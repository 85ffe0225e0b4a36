//! This module contains the randomness capability the board engine draws from when spawning tiles.
//!
//! The engine never reaches for a global generator. Whoever owns the board hands it something
//! implementing [`Randomness`]; the game itself uses a `fastrand` generator, optionally seeded, and
//! tests use a scripted source so spawn placement can be asserted exactly.

use fastrand::Rng;

/// This trait holds the two random decisions a tile spawn needs: which empty cell to fill, and
/// whether the new tile is a two or a four.
pub trait Randomness {
    /// This function returns an index picked uniformly from `0..len`. Callers never pass zero.
    fn choose(&mut self, len: usize) -> usize;

    /// This function returns `true` with the given probability, which lies in `0.0..=1.0`.
    fn chance(&mut self, probability: f64) -> bool;
}

impl Randomness for Rng {
    fn choose(&mut self, len: usize) -> usize {
        self.usize(..len)
    }

    fn chance(&mut self, probability: f64) -> bool {
        self.f64() < probability
    }
}

/// This function creates the generator for a game session; a seed makes the whole session
/// reproducible, while no seed gives a fresh one every run.
#[must_use]
pub(crate) fn session_rng(seed: Option<u64>) -> Rng {
    seed.map_or_else(Rng::new, Rng::with_seed)
}

/// A random source that replays pre-recorded decisions.
///
/// Once a queue runs dry it falls back to index 0 and to `true` for every chance, which keeps the
/// spawned value at the common case of a two.
#[cfg(test)]
#[derive(Default)]
pub(crate) struct Scripted {
    /// Indices handed out by `choose`, front first.
    picks: std::collections::VecDeque<usize>,
    /// Outcomes handed out by `chance`, front first.
    coins: std::collections::VecDeque<bool>,
}

#[cfg(test)]
impl Scripted {
    /// Builds a source that answers `choose` from `picks` and `chance` from `coins`.
    pub(crate) fn new(picks: &[usize], coins: &[bool]) -> Self {
        Self {
            picks: picks.iter().copied().collect(),
            coins: coins.iter().copied().collect(),
        }
    }
}

#[cfg(test)]
impl Randomness for Scripted {
    fn choose(&mut self, len: usize) -> usize {
        self.picks.pop_front().unwrap_or(0) % len
    }

    fn chance(&mut self, _probability: f64) -> bool {
        self.coins.pop_front().unwrap_or(true)
    }
}
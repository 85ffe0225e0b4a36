//! This module contains everything related to taking input from the player. Raw key presses are
//! read through `console` and translated into [`Command`]s, so the rest of the game never sees a
//! key code; the end-of-session question goes through `dialoguer`.

use anyhow::Result;
use console::{style, Key, Term};
use dialoguer::theme::ColorfulTheme;
use dialoguer::Confirm;

use crate::direction::Direction;

/// This enum holds what a key press can ask the game to do.
#[derive(Debug, Clone, Copy, PartialEq, Eq)]
pub(crate) enum Command {
    /// Leave the current session, the terminal equivalent of closing the window.
    Quit,
    /// Slide every tile toward one edge.
    Shift(Direction),
}

/// This function translates a key press into a command. The arrow keys, `wasd` and `hjkl` move
/// tiles, `q` and Escape quit, and every other key is ignored by returning `None`.
#[must_use]
pub(crate) const fn translate(key: &Key) -> Option<Command> {
    match *key {
        Key::ArrowDown | Key::Char('s' | 'j') => Some(Command::Shift(Direction::Down)),
        Key::ArrowLeft | Key::Char('a' | 'h') => Some(Command::Shift(Direction::Left)),
        Key::ArrowRight | Key::Char('d' | 'l') => Some(Command::Shift(Direction::Right)),
        Key::ArrowUp | Key::Char('w' | 'k') => Some(Command::Shift(Direction::Up)),
        Key::Escape | Key::Char('q') => Some(Command::Quit),
        _ => None,
    }
}

/// This function blocks until the player presses a key that means something to the game, and
/// returns the matching command. Unbound keys are skipped.
pub(crate) fn read_command(term: &Term) -> Result<Command> {
    loop {
        let key = term.read_key()?;

        if let Some(command) = translate(&key) {
            break Ok(command);
        }

        log::trace!("ignored key {key:?}");
    }
}

/// This function asks the player whether they want to start another session once the current one
/// has ended. Enter accepts the default, which is to play again.
pub(crate) fn play_again(term: &Term) -> Result<bool> {
    let again = Confirm::with_theme(&ColorfulTheme::default())
        .with_prompt(format!("{}", style("Play another round?").bold()))
        .default(true)
        .interact_on(term)?;

    Ok(again)
}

---+---

- [ABOUT THIS TASK] Go through the listing above and find each line containing the string "another"; copy those lines.

- [REPLY TO THE EXERCISE]
/// This function asks the player whether they want to start another session once the current one
        .with_prompt(format!("{}", style("Play another round?").bold()))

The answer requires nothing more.